In the records below, find the line containing "truncate_chars(text.trim(), max_chars)"; restate it and every later line word for word, through the last.

Saved data entries:
──────────────────────────────
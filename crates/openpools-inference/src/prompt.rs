//! Keyword extraction prompt.

use openpools_core::{Category, Source};

/// Build the system prompt listing the allowed categories.
pub fn system_prompt() -> String {
    let categories: Vec<&str> = Category::KNOWN.iter().map(|c| c.as_str()).collect();
    format!(
        "You extract professional keywords from documents about a person. \
         Respond with a single JSON object of the form \
         {{\"keywords\": [{{\"keyword\": \"...\", \"category\": \"...\"}}]}}. \
         Allowed categories: {}. \
         Use short canonical names (\"PostgreSQL\", not \"experience with PostgreSQL databases\"). \
         Do not invent keywords that the text does not support. \
         Return an empty list when nothing relevant is present.",
        categories.join(", ")
    )
}

/// Build the user message for a document of the given source.
pub fn user_prompt(text: &str, source: &Source, max_chars: usize) -> String {
    format!(
        "Source: {}\n\n{}",
        source,
        truncate_chars(text.trim(), max_chars)
    )
}

/// Truncate on a character boundary.
pub fn truncate_chars(text: &str, max_chars: usize) -> &str {
    match text.char_indices().nth(max_chars) {
        Some((idx, _)) => &text[..idx],
        None => text,
    }
}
──────────────────────────────
> _THE COMPLETED TASK_:
        truncate_chars(text.trim(), max_chars)
    )
}

/// Truncate on a character boundary.
pub fn truncate_chars(text: &str, max_chars: usize) -> &str {
    match text.char_indices().nth(max_chars) {
        Some((idx, _)) => &text[..idx],
        None => text,
    }
}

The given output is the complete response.